The reference sample of I-V5-HCl, which was stored at room temperature, showed a slight shift in SoC (by 1% during the three weeks and 2% after six weeks). The precipitation of vanadium pentoxide at 45 °C, with a measurable decrease in the total vanadium concentration, and shift in the SoC from 98 to 96% occurred in the sample I-V5-HCl after one day. Further decrease in SoC and more considerable formation of vanadium pentoxide occurred when the sample was kept over two days at 45 °C after storage at room temperature for five weeks. In comparison, the process of the V(V) reduction is faster in II-V5-HCl. However, there was no change in the total vanadium concentration and no deposition of vanadium pentoxide.
The SoC for II-V5-HCl at room temperature decreased to 94.6% (by 4%) over three weeks. The SoC decreased to 91% when the freshly prepared sample II-V5-HCl was heated to 45 °C. The II-V5-HCl sample, which was stored five weeks at room temperature, exhibited a further SoC shift by almost 10% after exposure to 45 °C for a week. If the decrease in the SoC can be attributed to the reduction of V(V) species by chloride ions, it should be dependent, among others, on the formal potential of the V(V)/V(IV) couple and on the amount of free acid, i.e., the activity of protons. The I-V5-HCl and II-V5-HCl samples, which were characterized by different conductivities (and presumable proton concentrations), exhibited different stabilities after exposure to elevated temperature. The fact that the reduction of V(V) to V(IV) proceeded faster is correlated with the redox potentials of the V(V)/V(IV) couple in HCl electrolyte of series I and II (Table 3). The absence of precipitate in II-V5-HCl electrolyte is likely due either to the decrease in SoC or to higher free acid concentration , rather than to the nature of the counter ion.
Generally, to address the question of V(V) chemical stability in HCl at given concentrations, it is necessary to consider the difference in the redox potentials of the V(V) reduction and chloride oxidation under real battery relevant conditions. The precise values of activity coefficients or information about the chemical state of reacting species in an electrolyte solution should be known to find the thermodynamic conditions required for electrolyte stability. Otherwise, the limit of the SoC of less than 100% in the case of HCl-based electrolytes (at least at 1.6 M vanadium and 6–7.6 M total chloride concentrations) appears to be the easiest condition to avoid chlorine evolution due to the reaction of V(V) with chloride ions. A VRFB operated with H2SO4-containing electrolyte is also known to have a limit of less than 80% SoC due to the thermal aging of the catholyte at elevated temperatures .

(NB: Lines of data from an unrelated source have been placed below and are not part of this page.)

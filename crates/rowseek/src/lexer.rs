//! Query lexer - splits query text into tokens.
//!
//! The query language has very little syntax: parentheses, the connector
//! words `and` / `or` (any case), single-quoted literals and bare words.
//! Everything else (paths, operators, patterns) is a bare word, so the
//! lexer only has to find word boundaries.
//!
//! Parentheses are structural only at a word boundary. Inside a word they
//! are kept, balanced, so a pattern such as `/^(a|b)$/` stays one word while
//! the `)` in `age > 10)` still closes a group.

/// A token of the query language.
#[derive(Debug, Clone, PartialEq, Eq)]
pub enum Token {
    /// `(`
    Open,
    /// `)`
    Close,
    /// The `and` connector.
    And,
    /// The `or` connector.
    Or,
    /// A bare word: path, operator or unquoted literal.
    Word(String),
    /// A single-quoted literal, quotes removed.
    Quoted(String),
}

impl Token {
    /// Returns the literal text of a word or quoted token.
    pub fn text(&self) -> Option<&str> {
        match self {
            Token::Word(s) | Token::Quoted(s) => Some(s),
            _ => None,
        }
    }

    pub fn is_connector(&self) -> bool {
        matches!(self, Token::And | Token::Or)
    }
}

/// The query lexer.
pub struct Lexer<'a> {
    input: &'a str,
    position: usize,
}

impl<'a> Lexer<'a> {
    pub fn new(input: &'a str) -> Self {
        Lexer { input, position: 0 }
    }

    /// Tokenizes the whole input.
    pub fn tokenize(mut self) -> Vec<Token> {
        let mut tokens = Vec::new();
        while let Some(token) = self.next_token() {
            tokens.push(token);
        }
        tokens
    }

    fn rest(&self) -> &'a str {
        &self.input[self.position..]
    }

    fn current_char(&self) -> Option<char> {
        self.rest().chars().next()
    }

    fn advance(&mut self) {
        if let Some(c) = self.current_char() {
            self.position += c.len_utf8();
        }
    }

    fn skip_whitespace(&mut self) {
        while let Some(c) = self.current_char() {
            if !c.is_whitespace() {
                break;
            }
            self.advance();
        }
    }

    fn next_token(&mut self) -> Option<Token> {
        self.skip_whitespace();
        let token = match self.current_char()? {
            '(' => {
                self.advance();
                Token::Open
            }
            ')' => {
                self.advance();
                Token::Close
            }
            '\'' => self.read_quoted(),
            _ => {
                let word = self.read_word();
                if word.eq_ignore_ascii_case("and") {
                    Token::And
                } else if word.eq_ignore_ascii_case("or") {
                    Token::Or
                } else {
                    Token::Word(word)
                }
            }
        };
        Some(token)
    }

    /// Reads a quoted literal.
    ///
    /// The closing quote is the first `'` followed by whitespace, `)` or the
    /// end of input, so quotes inside a literal (`'O'Brien'`) need no
    /// escaping. An unterminated literal runs to the end of input.
    fn read_quoted(&mut self) -> Token {
        self.advance(); // Skip opening quote
        let start = self.position;
        while let Some(c) = self.current_char() {
            if c == '\'' {
                let end = self.position;
                self.advance();
                match self.current_char() {
                    None | Some(')') => return Token::Quoted(self.input[start..end].to_string()),
                    Some(next) if next.is_whitespace() => {
                        return Token::Quoted(self.input[start..end].to_string())
                    }
                    _ => continue,
                }
            }
            self.advance();
        }
        Token::Quoted(self.input[start..].to_string())
    }

    /// Reads a bare word up to whitespace or an unbalanced `)`.
    fn read_word(&mut self) -> String {
        let start = self.position;
        let mut depth = 0usize;
        while let Some(c) = self.current_char() {
            match c {
                c if c.is_whitespace() => break,
                '(' => depth += 1,
                ')' if depth == 0 => break,
                ')' => depth -= 1,
                _ => {}
            }
            self.advance();
        }
        self.input[start..self.position].to_string()
    }
}

/// Tokenizes `input`.
pub fn tokenize(input: &str) -> Vec<Token> {
    Lexer::new(input).tokenize()
}

#[cfg(test)]
mod tests {
    use super::*;

    fn word(s: &str) -> Token {
        Token::Word(s.to_string())
    }

    #[test]
    fn simple_condition() {
        assert_eq!(
            tokenize("progress === 38"),
            vec![word("progress"), word("==="), word("38")]
        );
    }

    #[test]
    fn connectors_any_case() {
        assert_eq!(
            tokenize("a == 1 AND b == 2 Or c"),
            vec![
                word("a"),
                word("=="),
                word("1"),
                Token::And,
                word("b"),
                word("=="),
                word("2"),
                Token::Or,
                word("c"),
            ]
        );
    }

    #[test]
    fn connector_must_be_whole_word() {
        assert_eq!(tokenize("Alexander"), vec![word("Alexander")]);
        assert_eq!(tokenize("order"), vec![word("order")]);
    }

    #[test]
    fn parentheses() {
        assert_eq!(
            tokenize("(age > 10)"),
            vec![Token::Open, word("age"), word(">"), word("10"), Token::Close]
        );
        assert_eq!(
            tokenize("((a == b))"),
            vec![
                Token::Open,
                Token::Open,
                word("a"),
                word("=="),
                word("b"),
                Token::Close,
                Token::Close
            ]
        );
    }

    #[test]
    fn parentheses_inside_pattern() {
        assert_eq!(
            tokenize("(name == /^(a|b)$/)"),
            vec![
                Token::Open,
                word("name"),
                word("=="),
                word("/^(a|b)$/"),
                Token::Close
            ]
        );
    }

    #[test]
    fn quoted_literals() {
        assert_eq!(
            tokenize("name === 'night 41ruc'"),
            vec![
                word("name"),
                word("==="),
                Token::Quoted("night 41ruc".to_string())
            ]
        );
        assert_eq!(
            tokenize("(name === 'a and b')"),
            vec![
                Token::Open,
                word("name"),
                word("==="),
                Token::Quoted("a and b".to_string()),
                Token::Close
            ]
        );
        assert_eq!(
            tokenize("name === 'O'Brien'"),
            vec![
                word("name"),
                word("==="),
                Token::Quoted("O'Brien".to_string())
            ]
        );
        assert_eq!(tokenize("''"), vec![Token::Quoted(String::new())]);
    }

    #[test]
    fn unterminated_quote_runs_to_end() {
        assert_eq!(
            tokenize("name === 'abc def"),
            vec![
                word("name"),
                word("==="),
                Token::Quoted("abc def".to_string())
            ]
        );
    }

    #[test]
    fn unicode_words() {
        assert_eq!(
            tokenize("name == ñandú"),
            vec![word("name"), word("=="), word("ñandú")]
        );
    }

    #[test]
    fn token_text() {
        assert_eq!(word("x").text(), Some("x"));
        assert_eq!(Token::Quoted("y".into()).text(), Some("y"));
        assert_eq!(Token::Open.text(), None);
        assert!(Token::And.is_connector());
        assert!(!Token::Close.is_connector());
    }
}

For electrolytes with 1.6 M total vanadium concentration, the application of HCl as an electrolyte matrix requires the careful control of the free acid concentration. The increase in the concentration of free acid can result in the shift of the formal potential of the V(V)/V(IV) redox couple to higher values and favor the chemical oxidation of chloride ions. Low concentrations of free acid lead to the precipitation of vanadium pentoxide at elevated temperatures, similar to the behavior of vanadium electrolyte in sulfuric acid. Regarding the electrochemical parameters of the cell operation, both electrolyte matrixes, HCl and H2SO4, were comparable, provided that the total vanadium concentration and conductivity of the electrolyte samples were equal.
3. Materials and Methods
Sulfuric acid (95%, supra) and hydrochloric acid (32%, p.a.) were Carl-Roth (Karlsruhe, Germany) reagents. Vanadium pentoxide (98%) and vanadyl sulfate hydrate (technical grade), purchased from Chempur (Karlsruhe, Germany), were used without purification. The amount of crystallization water in VOSO4∙xH2O was determined by potentiometric titration. Vanadium(III) chloride (97%) was used as a Sigma-Aldrich and Merck (EMD Millipore, Burlington, MA, USA) reagent. The commercial standard solution for conductivity measurements was obtained from Carl-Roth (Karlsruhe, Germany).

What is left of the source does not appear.